_Records for processing_.

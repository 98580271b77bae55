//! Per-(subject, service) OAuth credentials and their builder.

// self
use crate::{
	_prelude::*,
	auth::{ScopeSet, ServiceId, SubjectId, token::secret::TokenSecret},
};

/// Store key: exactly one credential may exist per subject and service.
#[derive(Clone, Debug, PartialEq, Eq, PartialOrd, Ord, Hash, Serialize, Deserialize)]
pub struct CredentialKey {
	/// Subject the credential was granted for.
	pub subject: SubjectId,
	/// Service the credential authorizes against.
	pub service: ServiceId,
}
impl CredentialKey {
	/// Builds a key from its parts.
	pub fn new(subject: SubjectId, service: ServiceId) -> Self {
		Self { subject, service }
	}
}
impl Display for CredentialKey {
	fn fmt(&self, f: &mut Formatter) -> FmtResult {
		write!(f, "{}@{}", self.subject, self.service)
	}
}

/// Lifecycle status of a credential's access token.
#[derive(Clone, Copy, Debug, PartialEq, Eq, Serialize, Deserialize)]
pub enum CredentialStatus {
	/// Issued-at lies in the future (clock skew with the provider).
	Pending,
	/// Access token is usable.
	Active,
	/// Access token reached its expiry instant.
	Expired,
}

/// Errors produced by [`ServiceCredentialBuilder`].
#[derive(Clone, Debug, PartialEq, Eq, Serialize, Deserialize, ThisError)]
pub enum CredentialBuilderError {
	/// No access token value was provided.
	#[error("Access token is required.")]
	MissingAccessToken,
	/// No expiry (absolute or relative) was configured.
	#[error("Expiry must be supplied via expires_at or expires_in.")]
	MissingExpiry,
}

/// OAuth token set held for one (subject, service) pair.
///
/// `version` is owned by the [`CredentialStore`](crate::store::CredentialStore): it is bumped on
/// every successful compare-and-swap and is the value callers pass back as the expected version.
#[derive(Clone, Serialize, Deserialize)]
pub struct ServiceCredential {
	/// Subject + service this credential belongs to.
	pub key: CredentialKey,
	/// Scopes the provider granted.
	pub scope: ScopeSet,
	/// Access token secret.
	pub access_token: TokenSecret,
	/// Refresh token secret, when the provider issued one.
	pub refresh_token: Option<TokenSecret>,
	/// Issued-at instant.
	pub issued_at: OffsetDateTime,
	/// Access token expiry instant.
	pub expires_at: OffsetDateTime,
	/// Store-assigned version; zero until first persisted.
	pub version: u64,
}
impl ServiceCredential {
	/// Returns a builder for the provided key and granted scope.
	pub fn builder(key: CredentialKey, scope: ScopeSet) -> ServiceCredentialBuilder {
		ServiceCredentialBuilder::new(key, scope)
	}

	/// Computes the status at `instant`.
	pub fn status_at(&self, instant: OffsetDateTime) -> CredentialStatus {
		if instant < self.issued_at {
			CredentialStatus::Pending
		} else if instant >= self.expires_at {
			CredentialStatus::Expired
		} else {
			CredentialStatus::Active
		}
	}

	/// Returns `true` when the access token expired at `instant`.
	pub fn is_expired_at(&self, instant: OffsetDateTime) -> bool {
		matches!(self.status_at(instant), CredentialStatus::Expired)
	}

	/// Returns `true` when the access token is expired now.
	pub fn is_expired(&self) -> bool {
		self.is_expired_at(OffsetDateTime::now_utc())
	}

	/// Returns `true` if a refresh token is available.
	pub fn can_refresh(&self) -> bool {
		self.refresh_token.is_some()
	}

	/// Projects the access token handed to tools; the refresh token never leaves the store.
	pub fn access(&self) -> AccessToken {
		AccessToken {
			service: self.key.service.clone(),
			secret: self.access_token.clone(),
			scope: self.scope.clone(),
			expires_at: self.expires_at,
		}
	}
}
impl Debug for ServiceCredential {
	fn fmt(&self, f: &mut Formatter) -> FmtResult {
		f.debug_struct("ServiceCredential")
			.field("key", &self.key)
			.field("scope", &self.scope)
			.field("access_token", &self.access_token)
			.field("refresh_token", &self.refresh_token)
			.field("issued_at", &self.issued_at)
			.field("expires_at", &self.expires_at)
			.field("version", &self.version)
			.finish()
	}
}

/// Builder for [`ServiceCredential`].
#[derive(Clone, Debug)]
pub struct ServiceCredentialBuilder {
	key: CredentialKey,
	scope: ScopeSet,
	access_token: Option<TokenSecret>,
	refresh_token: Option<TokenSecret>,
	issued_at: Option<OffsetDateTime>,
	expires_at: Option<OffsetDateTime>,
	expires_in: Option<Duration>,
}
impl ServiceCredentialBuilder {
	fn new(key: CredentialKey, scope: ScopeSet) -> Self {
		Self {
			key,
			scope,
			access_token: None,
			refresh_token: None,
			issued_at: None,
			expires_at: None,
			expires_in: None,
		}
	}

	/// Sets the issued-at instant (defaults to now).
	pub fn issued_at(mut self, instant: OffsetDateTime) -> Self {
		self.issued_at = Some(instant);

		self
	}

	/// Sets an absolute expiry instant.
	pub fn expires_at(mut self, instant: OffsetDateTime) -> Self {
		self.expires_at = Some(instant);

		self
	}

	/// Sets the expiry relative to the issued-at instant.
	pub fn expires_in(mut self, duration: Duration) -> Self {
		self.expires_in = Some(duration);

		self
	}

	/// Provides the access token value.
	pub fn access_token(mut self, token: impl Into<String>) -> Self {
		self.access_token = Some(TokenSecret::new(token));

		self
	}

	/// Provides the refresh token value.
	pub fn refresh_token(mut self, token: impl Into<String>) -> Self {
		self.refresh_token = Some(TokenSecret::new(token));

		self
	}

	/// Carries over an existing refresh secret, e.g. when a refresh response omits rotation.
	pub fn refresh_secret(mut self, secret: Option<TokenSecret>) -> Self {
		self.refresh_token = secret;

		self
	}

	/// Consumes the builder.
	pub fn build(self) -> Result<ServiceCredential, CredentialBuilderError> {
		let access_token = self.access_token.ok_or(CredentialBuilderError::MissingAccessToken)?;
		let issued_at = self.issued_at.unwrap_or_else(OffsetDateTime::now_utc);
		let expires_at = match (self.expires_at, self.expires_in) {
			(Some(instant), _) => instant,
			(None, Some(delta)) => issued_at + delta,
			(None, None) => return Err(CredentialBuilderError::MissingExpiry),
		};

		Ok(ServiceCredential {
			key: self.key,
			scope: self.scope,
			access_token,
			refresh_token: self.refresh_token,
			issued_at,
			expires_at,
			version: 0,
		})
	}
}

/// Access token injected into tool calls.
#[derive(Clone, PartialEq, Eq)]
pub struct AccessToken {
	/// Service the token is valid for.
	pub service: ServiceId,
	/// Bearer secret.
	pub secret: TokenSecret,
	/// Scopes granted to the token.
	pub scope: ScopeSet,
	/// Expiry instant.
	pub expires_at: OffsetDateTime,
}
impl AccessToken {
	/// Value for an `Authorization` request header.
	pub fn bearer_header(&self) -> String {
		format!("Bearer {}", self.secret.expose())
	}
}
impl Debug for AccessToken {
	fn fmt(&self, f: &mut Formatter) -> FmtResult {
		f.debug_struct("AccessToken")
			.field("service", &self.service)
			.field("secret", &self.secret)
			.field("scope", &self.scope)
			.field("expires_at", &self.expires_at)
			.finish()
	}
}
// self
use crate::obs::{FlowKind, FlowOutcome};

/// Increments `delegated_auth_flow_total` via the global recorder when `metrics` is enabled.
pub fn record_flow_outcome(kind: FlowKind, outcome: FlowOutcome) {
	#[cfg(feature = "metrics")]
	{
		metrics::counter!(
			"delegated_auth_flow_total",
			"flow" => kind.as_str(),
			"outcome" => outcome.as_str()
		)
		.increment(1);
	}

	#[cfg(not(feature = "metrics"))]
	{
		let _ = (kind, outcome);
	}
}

--

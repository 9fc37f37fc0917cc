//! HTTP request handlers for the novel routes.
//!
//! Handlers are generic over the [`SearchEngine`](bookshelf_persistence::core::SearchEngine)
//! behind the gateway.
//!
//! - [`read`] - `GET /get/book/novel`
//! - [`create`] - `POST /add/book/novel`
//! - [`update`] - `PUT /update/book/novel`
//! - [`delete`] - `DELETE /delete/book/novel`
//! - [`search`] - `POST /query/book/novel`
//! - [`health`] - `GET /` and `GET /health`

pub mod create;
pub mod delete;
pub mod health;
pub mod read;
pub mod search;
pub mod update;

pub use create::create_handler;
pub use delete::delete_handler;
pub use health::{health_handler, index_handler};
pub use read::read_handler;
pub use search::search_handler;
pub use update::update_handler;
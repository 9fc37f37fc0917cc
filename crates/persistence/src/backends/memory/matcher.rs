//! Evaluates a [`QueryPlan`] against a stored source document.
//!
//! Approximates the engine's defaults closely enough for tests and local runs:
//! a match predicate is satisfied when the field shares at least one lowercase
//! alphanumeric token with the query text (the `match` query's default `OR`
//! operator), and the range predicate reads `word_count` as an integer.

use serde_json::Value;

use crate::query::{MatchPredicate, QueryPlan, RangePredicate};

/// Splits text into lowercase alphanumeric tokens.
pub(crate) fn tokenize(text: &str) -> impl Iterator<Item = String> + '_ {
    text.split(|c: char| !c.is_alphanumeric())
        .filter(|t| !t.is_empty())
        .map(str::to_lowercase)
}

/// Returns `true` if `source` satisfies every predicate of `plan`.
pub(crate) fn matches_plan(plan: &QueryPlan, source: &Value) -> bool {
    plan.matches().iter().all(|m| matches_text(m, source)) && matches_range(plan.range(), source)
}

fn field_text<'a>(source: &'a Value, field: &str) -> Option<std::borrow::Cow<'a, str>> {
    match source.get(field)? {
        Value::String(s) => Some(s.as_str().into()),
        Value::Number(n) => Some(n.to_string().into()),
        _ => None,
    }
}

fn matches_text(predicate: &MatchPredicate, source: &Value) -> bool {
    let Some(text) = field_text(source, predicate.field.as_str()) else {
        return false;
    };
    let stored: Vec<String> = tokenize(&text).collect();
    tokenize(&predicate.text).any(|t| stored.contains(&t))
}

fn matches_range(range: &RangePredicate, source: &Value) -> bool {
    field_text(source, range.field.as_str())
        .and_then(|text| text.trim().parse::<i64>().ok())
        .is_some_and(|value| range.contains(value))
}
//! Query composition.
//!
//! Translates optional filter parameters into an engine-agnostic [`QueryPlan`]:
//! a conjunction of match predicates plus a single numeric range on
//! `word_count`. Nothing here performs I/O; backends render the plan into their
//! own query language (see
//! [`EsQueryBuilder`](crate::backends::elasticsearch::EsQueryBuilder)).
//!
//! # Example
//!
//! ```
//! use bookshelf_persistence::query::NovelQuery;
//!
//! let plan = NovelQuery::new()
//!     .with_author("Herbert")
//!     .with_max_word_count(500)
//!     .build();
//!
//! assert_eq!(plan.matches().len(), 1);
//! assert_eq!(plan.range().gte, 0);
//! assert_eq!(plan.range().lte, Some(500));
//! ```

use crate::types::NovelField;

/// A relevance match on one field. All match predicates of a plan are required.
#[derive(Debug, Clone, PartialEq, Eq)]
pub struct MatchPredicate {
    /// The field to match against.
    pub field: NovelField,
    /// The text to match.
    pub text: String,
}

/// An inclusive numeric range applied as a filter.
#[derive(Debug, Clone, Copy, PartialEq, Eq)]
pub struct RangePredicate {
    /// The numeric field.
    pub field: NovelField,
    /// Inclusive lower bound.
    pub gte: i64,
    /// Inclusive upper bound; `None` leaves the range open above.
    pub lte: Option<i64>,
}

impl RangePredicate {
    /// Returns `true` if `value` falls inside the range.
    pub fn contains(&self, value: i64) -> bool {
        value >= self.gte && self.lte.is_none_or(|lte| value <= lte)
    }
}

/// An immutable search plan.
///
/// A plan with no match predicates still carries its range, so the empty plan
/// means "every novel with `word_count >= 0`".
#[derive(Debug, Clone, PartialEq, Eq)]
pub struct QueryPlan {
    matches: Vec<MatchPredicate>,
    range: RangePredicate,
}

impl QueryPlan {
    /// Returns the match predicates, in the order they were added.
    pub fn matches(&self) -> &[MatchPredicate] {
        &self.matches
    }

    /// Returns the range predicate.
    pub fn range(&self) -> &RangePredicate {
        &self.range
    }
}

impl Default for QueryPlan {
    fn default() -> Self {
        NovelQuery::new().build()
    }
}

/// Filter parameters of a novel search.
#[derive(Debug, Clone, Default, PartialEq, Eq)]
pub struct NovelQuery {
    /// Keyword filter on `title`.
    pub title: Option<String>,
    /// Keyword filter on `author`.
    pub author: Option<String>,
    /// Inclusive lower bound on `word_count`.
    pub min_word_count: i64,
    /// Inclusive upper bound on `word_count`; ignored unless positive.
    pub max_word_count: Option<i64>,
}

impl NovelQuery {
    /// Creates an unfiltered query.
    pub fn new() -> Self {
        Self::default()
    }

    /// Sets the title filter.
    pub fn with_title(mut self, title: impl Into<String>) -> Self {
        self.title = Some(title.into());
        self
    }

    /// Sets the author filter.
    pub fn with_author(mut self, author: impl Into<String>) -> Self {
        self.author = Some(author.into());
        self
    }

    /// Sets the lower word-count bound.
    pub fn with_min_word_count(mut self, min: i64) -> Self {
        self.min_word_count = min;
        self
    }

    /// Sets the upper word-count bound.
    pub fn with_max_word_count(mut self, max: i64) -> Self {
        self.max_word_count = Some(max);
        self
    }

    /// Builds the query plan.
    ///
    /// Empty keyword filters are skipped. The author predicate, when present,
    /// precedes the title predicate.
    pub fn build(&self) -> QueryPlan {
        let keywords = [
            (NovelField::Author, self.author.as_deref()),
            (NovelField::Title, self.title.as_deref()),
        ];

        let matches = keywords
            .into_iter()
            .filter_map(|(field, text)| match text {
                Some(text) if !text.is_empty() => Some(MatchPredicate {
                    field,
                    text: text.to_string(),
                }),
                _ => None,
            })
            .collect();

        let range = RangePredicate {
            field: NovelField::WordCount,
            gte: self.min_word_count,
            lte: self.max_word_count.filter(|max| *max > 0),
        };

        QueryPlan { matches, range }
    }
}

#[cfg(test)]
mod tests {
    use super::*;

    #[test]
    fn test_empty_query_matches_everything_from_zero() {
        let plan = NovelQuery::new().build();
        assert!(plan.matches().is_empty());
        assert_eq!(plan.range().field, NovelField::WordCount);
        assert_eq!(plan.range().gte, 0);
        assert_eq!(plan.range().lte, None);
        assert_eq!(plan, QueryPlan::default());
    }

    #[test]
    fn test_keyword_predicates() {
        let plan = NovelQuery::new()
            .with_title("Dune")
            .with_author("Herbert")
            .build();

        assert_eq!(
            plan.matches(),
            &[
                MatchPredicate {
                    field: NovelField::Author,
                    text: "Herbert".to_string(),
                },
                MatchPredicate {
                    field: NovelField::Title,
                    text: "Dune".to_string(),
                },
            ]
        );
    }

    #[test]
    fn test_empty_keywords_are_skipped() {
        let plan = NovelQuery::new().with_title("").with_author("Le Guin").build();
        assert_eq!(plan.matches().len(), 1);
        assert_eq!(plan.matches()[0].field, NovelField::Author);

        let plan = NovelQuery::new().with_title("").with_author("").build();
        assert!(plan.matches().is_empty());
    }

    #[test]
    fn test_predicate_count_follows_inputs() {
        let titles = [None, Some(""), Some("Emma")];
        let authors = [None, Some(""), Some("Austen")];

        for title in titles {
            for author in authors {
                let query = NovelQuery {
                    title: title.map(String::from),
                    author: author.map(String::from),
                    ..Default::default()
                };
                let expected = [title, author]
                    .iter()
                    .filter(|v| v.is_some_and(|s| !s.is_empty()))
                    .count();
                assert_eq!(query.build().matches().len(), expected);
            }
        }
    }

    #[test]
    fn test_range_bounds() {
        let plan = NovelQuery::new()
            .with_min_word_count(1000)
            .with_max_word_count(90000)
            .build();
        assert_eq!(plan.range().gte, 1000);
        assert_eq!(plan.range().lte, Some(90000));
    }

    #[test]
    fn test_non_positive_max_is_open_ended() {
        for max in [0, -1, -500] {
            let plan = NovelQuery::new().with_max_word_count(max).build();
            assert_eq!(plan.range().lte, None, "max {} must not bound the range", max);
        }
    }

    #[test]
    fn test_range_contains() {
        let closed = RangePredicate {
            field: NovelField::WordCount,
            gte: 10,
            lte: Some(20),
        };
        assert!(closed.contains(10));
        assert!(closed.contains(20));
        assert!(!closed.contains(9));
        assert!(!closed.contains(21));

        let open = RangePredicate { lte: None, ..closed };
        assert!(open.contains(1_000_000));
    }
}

* * *

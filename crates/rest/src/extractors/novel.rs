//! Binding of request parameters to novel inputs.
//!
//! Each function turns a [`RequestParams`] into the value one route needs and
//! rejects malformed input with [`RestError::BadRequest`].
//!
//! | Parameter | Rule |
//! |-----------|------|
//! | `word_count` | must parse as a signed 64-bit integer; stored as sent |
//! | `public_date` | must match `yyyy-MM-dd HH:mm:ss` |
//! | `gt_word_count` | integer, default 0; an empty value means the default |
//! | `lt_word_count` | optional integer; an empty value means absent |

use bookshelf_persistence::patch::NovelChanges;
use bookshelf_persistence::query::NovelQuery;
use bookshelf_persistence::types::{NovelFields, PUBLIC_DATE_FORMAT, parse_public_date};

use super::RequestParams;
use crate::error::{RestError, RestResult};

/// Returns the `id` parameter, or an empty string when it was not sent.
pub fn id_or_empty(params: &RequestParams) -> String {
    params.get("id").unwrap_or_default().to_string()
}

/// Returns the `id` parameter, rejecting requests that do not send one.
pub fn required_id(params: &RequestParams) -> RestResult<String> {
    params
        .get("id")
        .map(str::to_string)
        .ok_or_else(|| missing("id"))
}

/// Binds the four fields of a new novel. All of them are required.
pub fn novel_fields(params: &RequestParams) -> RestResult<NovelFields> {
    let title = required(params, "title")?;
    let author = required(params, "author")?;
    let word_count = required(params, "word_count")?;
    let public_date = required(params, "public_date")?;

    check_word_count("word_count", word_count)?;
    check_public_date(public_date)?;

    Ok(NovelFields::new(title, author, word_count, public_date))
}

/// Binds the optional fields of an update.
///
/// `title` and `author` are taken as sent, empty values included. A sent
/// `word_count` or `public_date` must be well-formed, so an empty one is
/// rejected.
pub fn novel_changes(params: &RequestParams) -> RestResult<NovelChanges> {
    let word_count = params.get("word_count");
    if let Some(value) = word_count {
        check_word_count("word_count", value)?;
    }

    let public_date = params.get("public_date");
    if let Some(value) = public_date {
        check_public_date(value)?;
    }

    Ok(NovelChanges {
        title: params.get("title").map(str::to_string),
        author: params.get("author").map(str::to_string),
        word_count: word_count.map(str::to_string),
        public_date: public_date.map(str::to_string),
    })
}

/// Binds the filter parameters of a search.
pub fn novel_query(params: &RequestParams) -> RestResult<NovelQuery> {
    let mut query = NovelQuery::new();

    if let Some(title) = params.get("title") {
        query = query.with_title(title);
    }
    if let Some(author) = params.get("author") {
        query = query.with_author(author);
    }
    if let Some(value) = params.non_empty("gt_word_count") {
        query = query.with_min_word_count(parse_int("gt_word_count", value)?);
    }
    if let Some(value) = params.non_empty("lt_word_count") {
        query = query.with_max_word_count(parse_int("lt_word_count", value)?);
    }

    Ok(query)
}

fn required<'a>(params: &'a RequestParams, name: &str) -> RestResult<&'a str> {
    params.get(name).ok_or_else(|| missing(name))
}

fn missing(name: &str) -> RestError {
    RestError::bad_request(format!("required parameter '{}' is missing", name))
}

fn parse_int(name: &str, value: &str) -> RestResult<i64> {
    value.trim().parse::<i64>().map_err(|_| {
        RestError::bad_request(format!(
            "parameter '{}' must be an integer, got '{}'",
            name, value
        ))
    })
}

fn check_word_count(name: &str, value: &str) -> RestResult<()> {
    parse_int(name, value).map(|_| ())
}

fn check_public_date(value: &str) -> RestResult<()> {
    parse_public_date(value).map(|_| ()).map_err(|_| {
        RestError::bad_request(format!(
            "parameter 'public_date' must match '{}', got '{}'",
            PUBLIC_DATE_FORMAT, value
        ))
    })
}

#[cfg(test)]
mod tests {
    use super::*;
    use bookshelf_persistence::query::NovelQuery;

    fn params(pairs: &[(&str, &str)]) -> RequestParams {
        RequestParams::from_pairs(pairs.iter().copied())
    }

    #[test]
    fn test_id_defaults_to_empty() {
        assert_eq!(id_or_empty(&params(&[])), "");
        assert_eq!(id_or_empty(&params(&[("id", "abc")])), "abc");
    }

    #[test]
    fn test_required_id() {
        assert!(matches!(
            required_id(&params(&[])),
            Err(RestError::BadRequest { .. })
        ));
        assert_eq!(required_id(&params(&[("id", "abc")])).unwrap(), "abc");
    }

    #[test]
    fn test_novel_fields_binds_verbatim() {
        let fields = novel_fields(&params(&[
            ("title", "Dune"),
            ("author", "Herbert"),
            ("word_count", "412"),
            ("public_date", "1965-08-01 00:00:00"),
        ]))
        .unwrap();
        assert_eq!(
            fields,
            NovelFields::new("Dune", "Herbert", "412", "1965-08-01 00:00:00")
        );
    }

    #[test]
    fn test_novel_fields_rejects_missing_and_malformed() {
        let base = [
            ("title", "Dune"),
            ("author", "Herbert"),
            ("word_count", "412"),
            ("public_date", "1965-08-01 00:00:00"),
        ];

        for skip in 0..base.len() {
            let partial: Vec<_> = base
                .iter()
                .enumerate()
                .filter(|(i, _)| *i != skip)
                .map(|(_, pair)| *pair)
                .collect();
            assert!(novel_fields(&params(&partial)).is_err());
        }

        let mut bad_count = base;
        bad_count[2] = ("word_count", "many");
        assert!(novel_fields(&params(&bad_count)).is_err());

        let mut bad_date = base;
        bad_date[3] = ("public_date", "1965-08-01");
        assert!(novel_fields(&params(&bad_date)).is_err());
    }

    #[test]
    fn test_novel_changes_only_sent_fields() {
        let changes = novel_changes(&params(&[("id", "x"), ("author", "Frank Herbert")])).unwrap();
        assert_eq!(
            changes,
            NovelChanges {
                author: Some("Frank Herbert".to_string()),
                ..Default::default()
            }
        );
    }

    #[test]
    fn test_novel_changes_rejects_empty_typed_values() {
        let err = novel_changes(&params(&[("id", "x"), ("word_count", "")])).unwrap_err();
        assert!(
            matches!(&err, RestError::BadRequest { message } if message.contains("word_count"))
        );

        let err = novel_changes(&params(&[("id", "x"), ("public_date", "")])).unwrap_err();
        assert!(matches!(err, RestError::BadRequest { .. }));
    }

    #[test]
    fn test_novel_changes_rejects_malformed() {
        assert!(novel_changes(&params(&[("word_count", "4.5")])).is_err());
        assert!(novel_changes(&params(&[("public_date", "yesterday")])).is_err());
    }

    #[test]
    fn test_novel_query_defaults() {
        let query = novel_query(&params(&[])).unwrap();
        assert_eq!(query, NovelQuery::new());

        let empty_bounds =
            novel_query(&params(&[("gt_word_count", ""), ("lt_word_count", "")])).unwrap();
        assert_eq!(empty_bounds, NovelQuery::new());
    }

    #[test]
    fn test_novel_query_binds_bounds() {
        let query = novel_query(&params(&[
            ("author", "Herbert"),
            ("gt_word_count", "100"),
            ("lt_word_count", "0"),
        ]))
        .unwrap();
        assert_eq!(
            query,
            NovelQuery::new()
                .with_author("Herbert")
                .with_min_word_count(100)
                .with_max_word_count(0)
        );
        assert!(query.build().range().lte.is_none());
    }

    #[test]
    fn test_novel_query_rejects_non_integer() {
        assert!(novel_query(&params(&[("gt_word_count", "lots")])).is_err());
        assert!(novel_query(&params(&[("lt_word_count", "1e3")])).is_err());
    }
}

_Work order_. Looking at the records above, say how many lines contain the string "RequestParams". Give the number and no other words.

_Reply to the task_. 10